Thank you in advance.

You could use the .next() method of python's iterator to go over two sequences at a time with something like this:

from Bio import SeqIO
handle1 = open("example_1.fq", "rU")
handle2 = open("example_2.fq", "rU")
itter1 = SeqIO.parse(handle1, "fastq")
itter2 = SeqIO.parse(handle2, "fastq")
for record1 in itter1 :
    record2 = itter2.next()
    #Calculate GC on record 1 and record 2
handle1.close()
handle2.close()

This will work as long as the reads are sorted in your two fastq files. This is pretty typical for what comes off of the illumina machine. Another option if your fastq file of mates is interleaved, you could do something similar but with a single handle:

from Bio import SeqIO
handle = open("example_interleaved.fq", "rU")
fq_itter = SeqIO.parse(handle, "fastq")
for record1 in fq_itter:
    record2 = fq_itter.next()
    #Calculate GC on record 1 and record 2
handle.close()

Since for bla in bla_itter just calls .next() over and over again on bla_itter you don't get issues with seeing the same record twice, if you call .next inside of the inner loop it moves the outer loop forward an extra position as well.

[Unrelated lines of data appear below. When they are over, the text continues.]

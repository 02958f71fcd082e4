//! ALSA PCM device wrappers for audio capture and playback.

use alsa::device_name::HintIter;
use alsa::pcm::{Access, Format, HwParams, PCM};
use alsa::ValueOr;
use anyhow::{Context, Result};

use super::host::{AudioHost, CaptureStream, DeviceDescriptor, Direction, PlaybackStream};
use crate::error::{AudioError, AudioResult};

/// Rates tried in order when picking a device's native rate.
const NATIVE_RATES: [u32; 7] = [48000, 44100, 32000, 24000, 22050, 16000, 8000];

/// How long a capture read waits for data before returning to the caller.
const CAPTURE_POLL_MS: u32 = 200;

/// Consecutive failed recoveries before a playback write gives up.
const MAX_WRITE_RETRIES: u32 = 3;

/// Parameters negotiated with the ALSA hardware.
#[derive(Debug, Clone)]
pub struct AlsaParams {
    /// Actual sample rate after negotiation
    pub sample_rate: u32,
    /// Actual number of channels
    pub channels: u32,
}

fn alsa_direction(direction: Direction) -> alsa::Direction {
    match direction {
        Direction::Input => alsa::Direction::Capture,
        Direction::Output => alsa::Direction::Playback,
    }
}

/// Open a PCM device for capture (recording).
pub fn open_capture(device: &str, sample_rate: u32, channels: u32) -> Result<(PCM, AlsaParams)> {
    let (pcm, params) = open_pcm(device, Direction::Input, sample_rate, channels)?;
    // capture 在 PREPARED 状态下不会自动开始，poll 会一直等不到数据
    pcm.start().context("Failed to start capture")?;
    Ok((pcm, params))
}

/// Open a PCM device for playback.
pub fn open_playback(device: &str, sample_rate: u32, channels: u32) -> Result<(PCM, AlsaParams)> {
    open_pcm(device, Direction::Output, sample_rate, channels)
}

fn open_pcm(
    device: &str,
    direction: Direction,
    sample_rate: u32,
    channels: u32,
) -> Result<(PCM, AlsaParams)> {
    let pcm = PCM::new(device, alsa_direction(direction), false)
        .with_context(|| format!("Failed to open PCM device '{}' for {}", device, direction))?;

    // Configure hardware parameters
    {
        let hwp = HwParams::any(&pcm).context("Failed to initialize HwParams")?;
        hwp.set_access(Access::RWInterleaved)?;
        hwp.set_format(Format::S16LE)?;
        hwp.set_channels(channels)?;
        hwp.set_rate_near(sample_rate, ValueOr::Nearest)?;
        pcm.hw_params(&hwp)?;
    }

    // Read back actual negotiated parameters
    let (actual_rate, actual_channels, period_size) = {
        let hwp = pcm.hw_params_current()?;
        let rate = hwp.get_rate()?;
        let ch = hwp.get_channels()?;
        let ps = hwp.get_period_size()? as usize;
        (rate, ch, ps)
    };

    let params = AlsaParams {
        sample_rate: actual_rate,
        channels: actual_channels,
    };

    log::info!(
        "ALSA {}: device={}, rate={}, channels={}, period_size={}",
        direction,
        device,
        actual_rate,
        actual_channels,
        period_size,
    );

    Ok((pcm, params))
}

/// Query the hardware ranges of a device without configuring it.
///
/// Opened non-blocking so that a device held by another process fails fast
/// instead of stalling enumeration.
fn probe_params(device: &str, direction: Direction) -> Result<(u32, u32)> {
    let pcm = PCM::new(device, alsa_direction(direction), true)
        .with_context(|| format!("Failed to open PCM device '{}' for probing", device))?;
    let hwp = HwParams::any(&pcm).context("Failed to initialize HwParams")?;

    let (rate_min, rate_max) = (hwp.get_rate_min()?, hwp.get_rate_max()?);
    let rate = NATIVE_RATES
        .iter()
        .copied()
        .find(|r| (rate_min..=rate_max).contains(r))
        .unwrap_or(rate_max);

    let (ch_min, ch_max) = (hwp.get_channels_min()?, hwp.get_channels_max()?);
    let preferred = match direction {
        Direction::Input => 1,
        Direction::Output => 2,
    };
    let channels = if (ch_min..=ch_max).contains(&preferred) {
        preferred
    } else {
        ch_min
    };

    Ok((rate, channels))
}

/// [`AudioHost`] backed by ALSA.
#[derive(Debug, Default)]
pub struct AlsaHost;

impl AlsaHost {
    pub fn new() -> Self {
        Self
    }

    fn describe(&self, id: &str, name: &str, direction: Direction) -> Option<DeviceDescriptor> {
        match probe_params(id, direction) {
            Ok((rate, channels)) => Some(DeviceDescriptor::new(
                id,
                name,
                rate,
                channels as u16,
                direction,
            )),
            Err(e) => {
                log::debug!("Skipping {} device {}: {:#}", direction, id, e);
                None
            }
        }
    }
}

impl AudioHost for AlsaHost {
    fn devices(&self, direction: Direction) -> AudioResult<Vec<DeviceDescriptor>> {
        let hints = HintIter::new_str(None, "pcm").map_err(AudioError::backend)?;

        let mut devices = Vec::new();
        for hint in hints {
            let Some(id) = hint.name else { continue };
            if id == "null" {
                continue;
            }
            // direction 为 None 表示同时支持录音和播放
            if let Some(d) = hint.direction {
                if d != alsa_direction(direction) {
                    continue;
                }
            }
            let name = hint
                .desc
                .as_deref()
                .and_then(|d| d.lines().next())
                .unwrap_or(&id)
                .to_string();
            if let Some(desc) = self.describe(&id, &name, direction) {
                devices.push(desc);
            }
        }
        log::debug!("Found {} {} devices", devices.len(), direction);
        Ok(devices)
    }

    fn probe(&self, id: &str, direction: Direction) -> AudioResult<Option<DeviceDescriptor>> {
        Ok(self.describe(id, id, direction))
    }

    fn default_device(&self, direction: Direction) -> AudioResult<Option<DeviceDescriptor>> {
        Ok(self.describe("default", "default", direction))
    }

    fn open_capture(&self, device: &DeviceDescriptor) -> AudioResult<Box<dyn CaptureStream>> {
        let (pcm, params) = open_capture(&device.id, device.sample_rate, u32::from(device.channels))
            .map_err(AudioError::backend_chain)?;
        Ok(Box::new(AlsaCapture { pcm, params }))
    }

    fn open_playback(&self, device: &DeviceDescriptor) -> AudioResult<Box<dyn PlaybackStream>> {
        let (pcm, params) = open_playback(&device.id, device.sample_rate, u32::from(device.channels))
            .map_err(AudioError::backend_chain)?;
        Ok(Box::new(AlsaPlayback { pcm, params }))
    }
}

pub struct AlsaCapture {
    pcm: PCM,
    params: AlsaParams,
}

impl CaptureStream for AlsaCapture {
    fn sample_rate(&self) -> u32 {
        self.params.sample_rate
    }

    fn channels(&self) -> u16 {
        self.params.channels as u16
    }

    fn read(&mut self, buf: &mut [i16]) -> AudioResult<usize> {
        match self.pcm.wait(Some(CAPTURE_POLL_MS)) {
            Ok(true) => {}
            Ok(false) => return Ok(0),
            Err(e) => log::warn!("ALSA capture wait error: {}, recovering...", e),
        }

        let io = self.pcm.io_i16().map_err(AudioError::backend)?;
        match io.readi(buf) {
            Ok(frames) => Ok(frames),
            Err(e) => {
                log::warn!("ALSA capture error: {}, recovering...", e);
                self.pcm
                    .prepare()
                    .and_then(|_| self.pcm.start())
                    .map_err(|e2| AudioError::Stream(format!("Failed to recover PCM capture: {}", e2)))?;
                Ok(0)
            }
        }
    }
}

pub struct AlsaPlayback {
    pcm: PCM,
    params: AlsaParams,
}

impl PlaybackStream for AlsaPlayback {
    fn sample_rate(&self) -> u32 {
        self.params.sample_rate
    }

    fn channels(&self) -> u16 {
        self.params.channels as u16
    }

    fn write(&mut self, samples: &[i16]) -> AudioResult<()> {
        let channels = self.params.channels.max(1) as usize;
        let io = self.pcm.io_i16().map_err(AudioError::backend)?;

        // Retry short writes and XRUN recovery without losing frames.
        let total_frames = samples.len() / channels;
        let mut frames_written = 0;
        let mut retry_count = 0u32;

        while frames_written < total_frames {
            let offset = frames_written * channels;
            match io.writei(&samples[offset..]) {
                Ok(n) => {
                    frames_written += n;
                    retry_count = 0;
                }
                Err(e) => {
                    log::warn!("ALSA XRUN or error: {}, recovering...", e);
                    retry_count += 1;

                    if let Err(e2) = self.pcm.prepare() {
                        return Err(AudioError::Stream(format!(
                            "Failed to recover PCM playback: {}",
                            e2
                        )));
                    }

                    // 底层持续跟不上写入速度时放弃，避免死循环
                    if retry_count >= MAX_WRITE_RETRIES {
                        return Err(AudioError::Stream(format!(
                            "Max recovery retries ({}) reached with {} frames unwritten",
                            retry_count,
                            total_frames - frames_written
                        )));
                    }
                }
            }
        }
        Ok(())
    }

    fn drain(&mut self) -> AudioResult<()> {
        self.pcm
            .drain()
            .map_err(|e| AudioError::Stream(format!("Failed to drain PCM playback: {}", e)))
    }

    fn discard(&mut self) {
        if let Err(e) = self.pcm.drop() {
            log::debug!("Failed to drop pending playback frames: {}", e);
        }
    }
}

That might not be technically correct, but that is how I have seen python behave.

Depends on what you want. If you want to compute the GC content of each read, then take into account both reads. This is what quality control software like FastQC does.

If you want to compute the GC content of the fragment defined by the paired reads, then use that sequence instead.